Recording and mixing for the album, which was produced by Gunnar Nordén, took place in Atlantis Studios and Supro Studio, Stockholm, throughout 2010.

"Euforia" is a concept album. All songs are compositions by Billy Joel, to which Tomas Andersson Wij wrote Swedish lyrics. Apparently, Sjöholm came across the Billy Joel song She's Always A Woman sometime in early 2010, while thinking about a new album. Being a favourite of hers, she started listening to more Billy Joel songs and discovered one song after another that she liked. Eventually, in the spring of 2010, she developed the album project together with Martin Östergren, Georg "Jojje" Wadenius, producer Gunnar Nordén and Tomas Andersson Wij, who was asked to write the Swedish lyrics for all titles.

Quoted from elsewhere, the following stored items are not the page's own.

//! 进度存储服务 - 业务能力层
//!
//! 把连胜、各话题通关次数、最佳用时写进一个 JSON 文件。
//! 每次修改都整体重写文件。

use serde::{Deserialize, Serialize};
use std::collections::{BTreeMap, BTreeSet};
use std::fs;
use std::path::{Path, PathBuf};
use tracing::debug;

use crate::error::{AppError, AppResult, FileError};
use crate::services::recorder::SessionRecorder;

/// 单个话题的统计
#[derive(Debug, Clone, Default, PartialEq, Eq, Serialize, Deserialize)]
pub struct TopicStats {
    pub completions: u32,
    #[serde(default)]
    pub failures: u32,
    pub longest_streak: u32,
    /// 计时挑战的最佳用时（毫秒）
    #[serde(default, skip_serializing_if = "Option::is_none")]
    pub best_time_ms: Option<u64>,
}

impl TopicStats {
    fn merge_best_time(&mut self, time_ms: Option<u64>) {
        if let Some(t) = time_ms {
            self.best_time_ms = Some(self.best_time_ms.map_or(t, |best| best.min(t)));
        }
    }
}

/// 持久化的数据
#[derive(Debug, Clone, Default, PartialEq, Eq, Serialize, Deserialize)]
pub struct Progress {
    pub streak: u32,
    #[serde(default)]
    pub topic_stats: BTreeMap<String, TopicStats>,
    #[serde(default)]
    pub completed_exercises: BTreeSet<String>,
}

/// 进度存储
///
/// 职责：
/// - 实现 `SessionRecorder`
/// - 只管读写文件，不关心会话流程
pub struct ProgressStore {
    path: PathBuf,
    progress: Progress,
}

impl ProgressStore {
    /// 打开进度文件，不存在则从空进度开始
    pub fn open(path: impl AsRef<Path>) -> AppResult<Self> {
        let path = path.as_ref().to_path_buf();
        let progress = if path.exists() {
            let content = fs::read_to_string(&path)
                .map_err(|e| AppError::file_read_failed(path.display().to_string(), e))?;
            serde_json::from_str(&content).map_err(|e| {
                AppError::File(FileError::JsonParseFailed {
                    path: path.display().to_string(),
                    source: Box::new(e),
                })
            })?
        } else {
            Progress::default()
        };

        debug!("进度文件 {} 已打开", path.display());
        Ok(Self { path, progress })
    }

    pub fn progress(&self) -> &Progress {
        &self.progress
    }

    pub fn topic_stats(&self, topic_id: &str) -> Option<&TopicStats> {
        self.progress.topic_stats.get(topic_id)
    }

    fn stats_mut(&mut self, topic_id: &str) -> &mut TopicStats {
        self.progress
            .topic_stats
            .entry(topic_id.to_string())
            .or_default()
    }

    fn save(&self) -> AppResult<()> {
        let json = serde_json::to_string_pretty(&self.progress).map_err(|e| {
            AppError::File(FileError::JsonParseFailed {
                path: self.path.display().to_string(),
                source: Box::new(e),
            })
        })?;
        fs::write(&self.path, json)
            .map_err(|e| AppError::file_write_failed(self.path.display().to_string(), e))?;
        Ok(())
    }
}

impl SessionRecorder for ProgressStore {
    fn increment_streak(&mut self) -> AppResult<()> {
        self.progress.streak += 1;
        self.save()
    }

    fn reset_streak(&mut self) -> AppResult<()> {
        self.progress.streak = 0;
        self.save()
    }

    fn streak(&self) -> u32 {
        self.progress.streak
    }

    fn record_completion(
        &mut self,
        topic_id: &str,
        cleared_exercise_ids: &[String],
        final_streak: u32,
        elapsed_ms: Option<u64>,
    ) -> AppResult<()> {
        let stats = self.stats_mut(topic_id);
        stats.completions += 1;
        stats.longest_streak = stats.longest_streak.max(final_streak);
        stats.merge_best_time(elapsed_ms);

        for id in cleared_exercise_ids {
            self.progress.completed_exercises.remove(id);
        }

        debug!("话题 {} 通关记录已更新", topic_id);
        self.save()
    }

    fn record_failed_challenge(
        &mut self,
        topic_id: &str,
        final_streak: u32,
        fastest_response_ms: Option<u64>,
    ) -> AppResult<()> {
        let stats = self.stats_mut(topic_id);
        stats.failures += 1;
        stats.longest_streak = stats.longest_streak.max(final_streak);
        stats.merge_best_time(fastest_response_ms);

        debug!("话题 {} 失败记录已更新", topic_id);
        self.save()
    }

    fn has_completed(&self, topic_id: &str) -> bool {
        self.topic_stats(topic_id)
            .map(|s| s.completions > 0)
            .unwrap_or(false)
    }
}
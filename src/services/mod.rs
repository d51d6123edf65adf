pub mod answer_policy;
pub mod division_warmup;
pub mod problem_generator;
pub mod progress_store;
pub mod recorder;

pub use answer_policy::{policy_for, AnswerPolicy, ExactAnswer, ForceCorrect};
pub use division_warmup::{DivisionWarmupTracker, WarmupStep};
pub use problem_generator::{ProblemGenerator, DIVISION_TIMED_PHASE};
pub use progress_store::{Progress, ProgressStore, TopicStats};
pub use recorder::{MemoryRecorder, RecordedCall, SessionRecorder};
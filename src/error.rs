use thiserror::Error;

/// 应用程序错误类型
///
/// 挑战引擎本身没有错误路径（答错、超时都是正常的状态迁移），
/// 这里只覆盖配置、文件、目录和运行时环境
#[derive(Debug, Error)]
pub enum AppError {
    /// 配置错误
    #[error("配置错误: {0}")]
    Config(#[from] ConfigError),
    /// 文件操作错误
    #[error("文件错误: {0}")]
    File(#[from] FileError),
    /// 话题目录错误
    #[error("目录错误: {0}")]
    Catalog(#[from] CatalogError),
    /// 运行时环境错误（例如不在 tokio 运行时内创建会话）
    #[error("运行时错误: {0}")]
    Runtime(String),
}

/// 文件操作错误
#[derive(Debug, Error)]
pub enum FileError {
    /// 文件不存在
    #[error("文件不存在: {path}")]
    NotFound { path: String },
    /// 读取文件失败
    #[error("读取文件失败 ({path}): {source}")]
    ReadFailed {
        path: String,
        #[source]
        source: Box<dyn std::error::Error + Send + Sync>,
    },
    /// 写入文件失败
    #[error("写入文件失败 ({path}): {source}")]
    WriteFailed {
        path: String,
        #[source]
        source: Box<dyn std::error::Error + Send + Sync>,
    },
    /// TOML 解析失败
    #[error("TOML解析失败 ({path}): {source}")]
    TomlParseFailed {
        path: String,
        #[source]
        source: Box<dyn std::error::Error + Send + Sync>,
    },
    /// JSON 解析失败
    #[error("JSON解析失败 ({path}): {source}")]
    JsonParseFailed {
        path: String,
        #[source]
        source: Box<dyn std::error::Error + Send + Sync>,
    },
}

/// 话题目录错误
#[derive(Debug, Error)]
pub enum CatalogError {
    /// 话题不存在
    #[error("话题不存在: {topic_id}")]
    TopicNotFound { topic_id: String },
    /// 话题不是计时挑战
    #[error("话题 {topic_id} 不是计时挑战")]
    NotAChallenge { topic_id: String },
}

/// 配置错误
#[derive(Debug, Error)]
pub enum ConfigError {
    /// 取值非法
    #[error("配置项 {field} 的值 '{value}' 非法")]
    InvalidValue { field: String, value: String },
}

// ========== 便捷构造函数 ==========

impl AppError {
    /// 创建文件读取错误
    pub fn file_read_failed(
        path: impl Into<String>,
        source: impl std::error::Error + Send + Sync + 'static,
    ) -> Self {
        AppError::File(FileError::ReadFailed {
            path: path.into(),
            source: Box::new(source),
        })
    }

    /// 创建文件写入错误
    pub fn file_write_failed(
        path: impl Into<String>,
        source: impl std::error::Error + Send + Sync + 'static,
    ) -> Self {
        AppError::File(FileError::WriteFailed {
            path: path.into(),
            source: Box::new(source),
        })
    }

    /// 创建配置取值错误
    pub fn invalid_config(field: impl Into<String>, value: impl ToString) -> Self {
        AppError::Config(ConfigError::InvalidValue {
            field: field.into(),
            value: value.to_string(),
        })
    }
}

// ========== Result 类型别名 ==========

/// 应用程序结果类型
pub type AppResult<T> = Result<T, AppError>;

Upon its release in November 2010, the album immediately entered the Swedish Albums Chart and peaked at number six on 3 December. During its 18-week chart run, the album also received a Gold disc in the end of December. To promote the album, the song "Kvinnan för dig" (originally titled She's Always A Woman) was released to radio and a promo clip for television was produced by Universal Music Sweden. In early 2011, Sjöholm went on tour and played 16 dates in Sweden.

==Track listing==

Euforia – Helen Sjöholm sjunger Billy Joel
| No. | Title | Lyrics | Music | Original Title | Length |
|---|---|---|---|---|---|
| 1. | "Euforia" | Tomas Andersson Wij | Billy Joel | Summer, Highland Falls | 3:12 |
| 2. | "Ärlighet" | Tomas Andersson Wij | Billy Joel | Honesty | 3:40 |
| 3. | "Låt det va" | Tomas Andersson Wij | Billy Joel | Don't Ask Me Why | 2:52 |
| 4. | "Flodens botten" | Tomas Andersson Wij | Billy Joel | The River of Dreams | 5:20 |
| 5. | "Barpianisten" | Tomas Andersson Wij | Billy Joel | Piano Man | 5:12 |
| 6. | "Varje sår säker ett sår" | Tomas Andersson Wij | Billy Joel | And So It Goes | 3:07 |
| 7. | "Kvinnan för dig" | Tomas Andersson Wij | Billy Joel | She's Always a Woman | 3:23 |
| 8. | "New York" | Tomas Andersson Wij | Billy Joel | New York State of Mind | 4:49 |
| 9. | "Ljudet av ett regn" | Tomas Andersson Wij | Billy Joel | Falling of the Rain | 3:46 |
| 10. | "Leila" | Tomas Andersson Wij | Billy Joel | All for Leyna | 3:31 |
| 11. | "Sångerna" | Tomas Andersson Wij | Billy Joel | Lullabye (Goodnight, My Angel) | 3:15 |
| Total length: |  |  |  |  | 42:12 |

==Personnel==

List of musicians that contributed to the recordings of Euforia:

- Vocals: Helen Sjöholm
- Electric guitar: Georg Wadenius
- Piano, Organ: Martin Östergren
- Acoustic Guitar: Gunnar Nordén
- Drums: André Ferrari
- bass: Fredrik Jonsson
- Tenor saxophone, Alto flute: Magnus Lindgren
- Strings: Stockholm Sessions Strings

==Cover Versions==
On 19 December 2020 Swedish singer Tove Styrke covered Varje sår säker ett sår during the last episode of the 11th season of the TV4 show Så mycket bättre. Despite not changing the lyrics, Tove's version featured progressive electronics and wind instruments. By the end of the performance Helen called this version 'beautiful' and 'strong'.